1,双机所含资源(可从main.cf)
vi /etc/VRTSvcs/conf/config/main.cf
include "types.cf"
cluster dbcluster (
UserNames = { admin = ajkCjeJgkFkkIskEjh }
Administrators = { admin }
)
system GDGZ-VPMN-SV03A-DBSVR (
)
system GDGZ-VPMN-SV03B-DBSVR (
)
//这个是snmp开放AMOS监控所需的group
group ClusterService (
SystemList = { GDGZ-VPMN-SV03A-DBSVR = 0, GDGZ-VPMN-SV03B-DBSVR = 0 }
AutoStartList = { GDGZ-VPMN-SV03A-DBSVR, GDGZ-VPMN-SV03B-DBSVR }
)
NIC hanic (
Enabled = 0
Device @GDGZ-VPMN-SV03A-DBSVR = bond0
Device @GDGZ-VPMN-SV03B-DBSVR = bond0
)
NotifierMngr ntfr (
SnmpConsoles = { "172.28.1.35" = Information }
)
ntfr requires hanic
//这个是连接IOD的agent/DB/Datasync/Fileanalyse资源组
group dbcluster (
SystemList = { GDGZ-VPMN-SV03A-DBSVR = 1, GDGZ-VPMN-SV03B-DBSVR = 2 }
AutoStartList = { GDGZ-VPMN-SV03A-DBSVR, GDGZ-VPMN-SV03B-DBSVR }
)
Application RawRes (
User = root
StartProgram = "/home/cluster/raw/rawstart.sh"
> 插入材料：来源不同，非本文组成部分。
//! Refresh-token session model.

use carousel_core::types::{DbId, Timestamp};
use sqlx::FromRow;

/// A row from the `user_sessions` table.
#[derive(Debug, Clone, FromRow)]
pub struct UserSession {
    pub id: DbId,
    pub user_id: DbId,
    /// SHA-256 hex digest of the refresh token.
    pub refresh_token_hash: String,
    pub expires_at: Timestamp,
    pub is_revoked: bool,
    pub created_at: Timestamp,
    pub updated_at: Timestamp,
}

#[derive(Debug)]
pub struct CreateSession {
    pub user_id: DbId,
    pub refresh_token_hash: String,
    pub expires_at: Timestamp,
}
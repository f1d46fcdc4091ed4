//! Stateless text operations backing the editor toolbar.
//!
//! These do not touch storage; the client persists the returned buffer
//! through the normal slide auto-save.

use axum::Json;
use carousel_core::formatter::{apply_format, FormatCommand, Selection};
use carousel_core::readability::{analyze as analyze_text, ReadabilityReport};
use carousel_core::suggestion::{apply_suggestion, StyleSuggestion};
use serde::{Deserialize, Serialize};

use crate::error::AppResult;
use crate::middleware::auth::AuthUser;
use crate::response::DataResponse;

#[derive(Debug, Deserialize)]
pub struct FormatRequest {
    pub text: String,
    pub selection: Selection,
    /// Toolbar command name: `bold`, `italic`, `hashtag`, `mention`, `insert`.
    pub command: String,
    /// Text to splice in for `insert`.
    pub payload: Option<String>,
}

#[derive(Debug, Serialize)]
pub struct FormatResponse {
    pub text: String,
    pub caret: usize,
    /// `false` when the command was not recognised and nothing changed.
    pub applied: bool,
}

#[derive(Debug, Deserialize)]
pub struct SuggestionRequest {
    pub text: String,
    pub suggestion: StyleSuggestion,
}

#[derive(Debug, Serialize)]
pub struct SuggestionResponse {
    pub text: String,
}

#[derive(Debug, Deserialize)]
pub struct AnalyzeRequest {
    pub text: String,
}

/// POST /api/v1/editor/format
pub async fn format(
    _auth: AuthUser,
    Json(input): Json<FormatRequest>,
) -> AppResult<Json<DataResponse<FormatResponse>>> {
    let command = FormatCommand::from_name(&input.command, input.payload);
    let data = match apply_format(&input.text, input.selection, &command)? {
        Some(formatted) => FormatResponse {
            text: formatted.text,
            caret: formatted.caret,
            applied: true,
        },
        None => {
            tracing::debug!(command = %input.command, "Ignoring unknown format command");
            FormatResponse {
                text: input.text,
                caret: input.selection.end,
                applied: false,
            }
        }
    };
    Ok(Json(DataResponse { data }))
}

/// POST /api/v1/editor/suggestions/apply
pub async fn apply_style_suggestion(
    _auth: AuthUser,
    Json(input): Json<SuggestionRequest>,
) -> AppResult<Json<DataResponse<SuggestionResponse>>> {
    let text = apply_suggestion(&input.text, &input.suggestion);
    Ok(Json(DataResponse {
        data: SuggestionResponse { text },
    }))
}

/// POST /api/v1/editor/analyze
pub async fn analyze(
    _auth: AuthUser,
    Json(input): Json<AnalyzeRequest>,
) -> AppResult<Json<DataResponse<ReadabilityReport>>> {
    Ok(Json(DataResponse {
        data: analyze_text(&input.text),
    }))
}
StopProgram = "/home/cluster/raw/rawstop.sh"
CleanProgram = "/home/cluster/raw/rawstop.sh"
MonitorProgram = "/home/cluster/raw/rawmonitor.sh"
)
Application WebsmsAPP (
User = root
StartProgram = "/home/cluster/app/start.sh"
StopProgram = "/home/cluster/app/stop.sh"
CleanProgram = "/home/cluster/app/stop.sh"
MonitorProgram = "/home/cluster/app/monitor.sh"
)
Application WebsmsDB (
User = root
StartProgram = "/home/cluster/ora/orastart.sh"
StopProgram = "/home/cluster/ora/orastop.sh"
MonitorProgram = "/home/cluster/ora/oramonitor.sh"
)
Application WebsmsVG (
User = root
StartProgram = "/home/cluster/vg/vgstart.sh"
StopProgram = "/home/cluster/vg/vgstop.sh"
CleanProgram = "/home/cluster/vg/vgclean.sh"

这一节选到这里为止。